Die Tage, während denen man auf der Hut sein musste, waren vorüber, die Zeit der Versteckspiele vorbei. Es galt, wieder etwas zu riskieren, Einfluss zu gewinnen, Boden gutzumachen. Nur so würde es möglich sein, den Leuten die Augen zu öffnen und die Ideen, für die der Führer gekämpft hatte, wiederaufleben zu lassen. Der Blick der blonden Circe verklärte sich, und während sie die Fasanenstraße überquerte, trat ein Ausdruck von Entschlossenheit in ihr Gesicht. Noch war es nicht zu spät, um das Vaterland vom Joch der Alliierten zu befreien, noch war es möglich, seine Ehre wiederherzustellen. Einzig und allein darauf kam es an, und was sie betraf, würde sie nichts unversucht lassen, ihre Aufgabe zu erfüllen.

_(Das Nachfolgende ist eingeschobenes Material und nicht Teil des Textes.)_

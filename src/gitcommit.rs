// src/gitcommit.rs
// =============================================================================
// Commits and pushes the regenerated README / config from CI.
//
// Runs plain `git` commands in the site root. Nothing is committed when
// `git status --short` reports no changes.
// =============================================================================

use anyhow::{bail, Context, Result};
use chrono::{SecondsFormat, Utc};
use std::path::Path;
use std::process::Command;
use tracing::info;

const BOT_NAME: &str = "github-actions[bot]";
const BOT_EMAIL: &str = "41898282+github-actions[bot]@users.noreply.github.com";

/// Commits every change under `root` and pushes. Returns whether a commit
/// was made.
pub fn git_commit(root: &Path) -> Result<bool> {
    let status = git(root, &["status", "--short"])?;
    if !has_changes(&status) {
        info!("[gitCommit] not updated");
        return Ok(false);
    }

    info!("[gitCommit] changes:\n{}", status.trim_end());

    let message = commit_message(Utc::now());
    git(root, &["config", "user.name", BOT_NAME])?;
    git(root, &["config", "user.email", BOT_EMAIL])?;
    git(root, &["add", "--all"])?;
    git(root, &["commit", "-m", &message])?;
    git(root, &["push"])?;

    Ok(true)
}

// A couple of stray characters (e.g. a lone "M") are not worth a commit
fn has_changes(status: &str) -> bool {
    status.trim().len() > 5
}

fn commit_message(now: chrono::DateTime<Utc>) -> String {
    format!("Updated at {}", now.to_rfc3339_opts(SecondsFormat::Millis, true))
}

fn git(root: &Path, args: &[&str]) -> Result<String> {
    let output = Command::new("git")
        .args(args)
        .current_dir(root)
        .output()
        .with_context(|| format!("failed to run git {}", args.join(" ")))?;

    if !output.status.success() {
        bail!(
            "git {} failed ({}): {}",
            args.join(" "),
            output.status,
            String::from_utf8_lossy(&output.stderr).trim()
        );
    }

    Ok(String::from_utf8_lossy(&output.stdout).into_owned())
}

Zufrieden mit sich, dem gelungenen Coup und den Aussichten, die sich dadurch eröffneten, wurde die Frau in Schwarz von klammheimlicher Freude erfüllt. Auf Umwegen, die niemand nachvollziehen konnte, würden weitere Millionen auf ihr Konto und von dort aus in die Taschen diverser Handlanger fließen. Millionen, die kurz vor Kriegsende ins Ausland transferiert und von Parteigenossen, auf die man sich verlassen konnte, in Südamerika gewaschen worden waren.

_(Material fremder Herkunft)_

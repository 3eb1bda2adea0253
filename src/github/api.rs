// src/github/api.rs
// =============================================================================
// A thin client for the GitHub REST API.
//
// Every list endpoint we call answers in one of two shapes:
//   - a JSON array of items (success)
//   - a JSON object with a "message" (error: rate limit, not found, ...)
// Both shapes carry the same x-ratelimit-* headers. We model that as
// ApiResponse { data: Result<Vec<T>, ApiFailure>, rate: RateLimitSnapshot }
// instead of one loosely-typed payload.
//
// Rust concepts:
// - Generics + DeserializeOwned: one request helper for every item type
// - #[serde(untagged)]: try each enum variant until one fits the JSON
// =============================================================================

use reqwest::header::{HeaderMap, HeaderValue, ACCEPT, AUTHORIZATION};
use reqwest::Client;
use serde::de::DeserializeOwned;
use serde::Deserialize;
use std::time::{Duration, SystemTime, UNIX_EPOCH};

pub const DEFAULT_API_BASE: &str = "https://api.github.com";

/// Reset windows shorter than this are waited out instead of treated as fatal.
pub const SHORT_RESET_WINDOW: Duration = Duration::from_secs(120);

/// Quota state reported by one API response.
#[derive(Debug, Clone, Copy, Default, PartialEq, Eq)]
pub struct RateLimitSnapshot {
    pub limit: u64,
    pub remaining: u64,
    /// Quota reset time in epoch milliseconds (0 when unknown)
    pub reset_at_ms: u64,
}

impl RateLimitSnapshot {
    // Missing headers read as limit 0, remaining 1, reset unknown: i.e.
    // "nothing suggests we are throttled"
    pub fn from_headers(headers: &HeaderMap) -> Self {
        let number = |name: &str| {
            headers
                .get(name)
                .and_then(|v| v.to_str().ok())
                .and_then(|v| v.trim().parse::<u64>().ok())
        };

        RateLimitSnapshot {
            limit: number("x-ratelimit-limit").unwrap_or(0),
            remaining: number("x-ratelimit-remaining").unwrap_or(1),
            reset_at_ms: number("x-ratelimit-reset").map(epoch_to_ms).unwrap_or(0),
        }
    }

    pub fn is_exhausted(&self) -> bool {
        self.remaining == 0
    }

    /// How long until the quota resets, if that is in the future and under
    /// SHORT_RESET_WINDOW.
    pub fn short_wait(&self, now_ms: u64) -> Option<Duration> {
        let wait = Duration::from_millis(self.reset_at_ms.checked_sub(now_ms)?);
        (!wait.is_zero() && wait < SHORT_RESET_WINDOW).then_some(wait)
    }
}

// The reset header is documented as epoch seconds, but proxies and mocks
// sometimes send milliseconds. 10 digits = seconds, anything else is taken
// as milliseconds already.
pub fn epoch_to_ms(raw: u64) -> u64 {
    if raw.to_string().len() == 10 {
        raw * 1000
    } else {
        raw
    }
}

pub fn now_ms() -> u64 {
    SystemTime::now()
        .duration_since(UNIX_EPOCH)
        .map(|d| d.as_millis() as u64)
        .unwrap_or(0)
}

/// The error payload GitHub sends instead of a list.
#[derive(Debug, Clone, Default, PartialEq, Eq, Deserialize)]
pub struct ApiFailure {
    #[serde(default)]
    pub message: String,
}

impl ApiFailure {
    /// GitHub's wording when the quota is exhausted.
    pub fn is_rate_limit(&self) -> bool {
        self.message.starts_with("API rate limit")
    }
}

#[derive(Debug, Clone)]
pub struct ApiResponse<T> {
    pub data: Result<Vec<T>, ApiFailure>,
    pub rate: RateLimitSnapshot,
}

#[derive(Deserialize)]
#[serde(untagged)]
enum Payload<T> {
    List(Vec<T>),
    Failure(ApiFailure),
    Other(serde_json::Value),
}

#[derive(Debug, Clone)]
pub struct GithubClient {
    client: Client,
    api_base: String,
}

impl GithubClient {
    // GitHub rejects requests without a User-Agent; the token is optional
    // but raises the quota from 60 to 5000 requests per hour.
    pub fn new(api_base: &str, token: Option<&str>, timeout: Duration) -> Result<Self, reqwest::Error> {
        let mut headers = HeaderMap::new();
        headers.insert(ACCEPT, HeaderValue::from_static("application/vnd.github+json"));
        if let Some(token) = token.filter(|t| !t.is_empty()) {
            if let Ok(mut value) = HeaderValue::from_str(&format!("Bearer {}", token)) {
                value.set_sensitive(true);
                headers.insert(AUTHORIZATION, value);
            }
        }

        let client = Client::builder()
            .timeout(timeout)
            .default_headers(headers)
            .user_agent(concat!(env!("CARGO_PKG_NAME"), "/", env!("CARGO_PKG_VERSION")))
            .build()?;

        Ok(GithubClient {
            client,
            api_base: api_base.trim_end_matches('/').to_string(),
        })
    }

    /// `{api_base}/repos/{repo}/{tail}`
    pub fn repo_url(&self, repo: &str, tail: &str) -> String {
        format!("{}/repos/{}/{}", self.api_base, repo, tail)
    }

    /// GETs a list endpoint. Only transport failures are `Err`; API errors
    /// come back inside `ApiResponse::data`.
    pub async fn get_list<T: DeserializeOwned>(
        &self,
        url: &str,
        query: &[(&str, String)],
    ) -> Result<ApiResponse<T>, reqwest::Error> {
        let response = self.client.get(url).query(query).send().await?;
        let status = response.status();
        let rate = RateLimitSnapshot::from_headers(response.headers());
        let body = response.bytes().await?;

        let data = match serde_json::from_slice::<Payload<T>>(&body) {
            Ok(Payload::List(items)) => Ok(items),
            Ok(Payload::Failure(failure)) => Err(failure),
            Ok(Payload::Other(value)) => Err(ApiFailure {
                message: format!("unexpected payload (HTTP {}): {}", status.as_u16(), value),
            }),
            Err(e) => Err(ApiFailure {
                message: format!("invalid JSON (HTTP {}): {}", status.as_u16(), e),
            }),
        };

        Ok(ApiResponse { data, rate })
    }
}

Im Grunde war alles kinderleicht gewesen: Ihr Mann, ahnungslos bis zuletzt, hatte seine Produkte an argentinische Firmen verscherbelt. Mähdrescher, Traktoren, Sprinkleranlagen, alles, was das Herz begehrte. Diese Firmen waren fest in deutscher Hand, entweder weil ehemalige Kameraden Schlüsselpositionen bekleideten oder weil die zu Tausenden zählende deutsche Kolonie reichlich Geld hineineingesteckt hatte. Wessen Geld, wollte im Übrigen niemand wissen. Unter Peron, der ein Jahr nach dem Krieg an die Macht gekommen war, konnte man das getrost riskieren. Der Präsident stand nicht gerade im Ruf, deutschfeindlich zu sein, ja, es gab sogar Firmen, die eigens dazu gegründet worden waren, um untergetauchte Kameraden zu beschäftigen. Von daher lag es nahe, gerade in solche Betriebe zu investieren, zum einen, weil man mithalf, in Not geratene Landsleute zu unterstützen, zum anderen, weil man die Besitzer vor den eigenen Karren spannen wollte.
Genau das hatte sie getan, ohne Wissen und Zustimmung ihres Mannes, der ihr nahezu blind vertraut hatte. Es war ein Kinderspiel gewesen, in der Tat, leichter, als sie es sich je hätte träumen lassen. Big Fitz, der einfältige Herr Gemahl, hatte geliefert, seine Geschäftspartner hatten die Ware bezahlt, weiterverkauft und einen Teil des Gewinns auf Schweizer Konten fließen lassen. Eine Hand wusch die andere, so war es dort guter Brauch.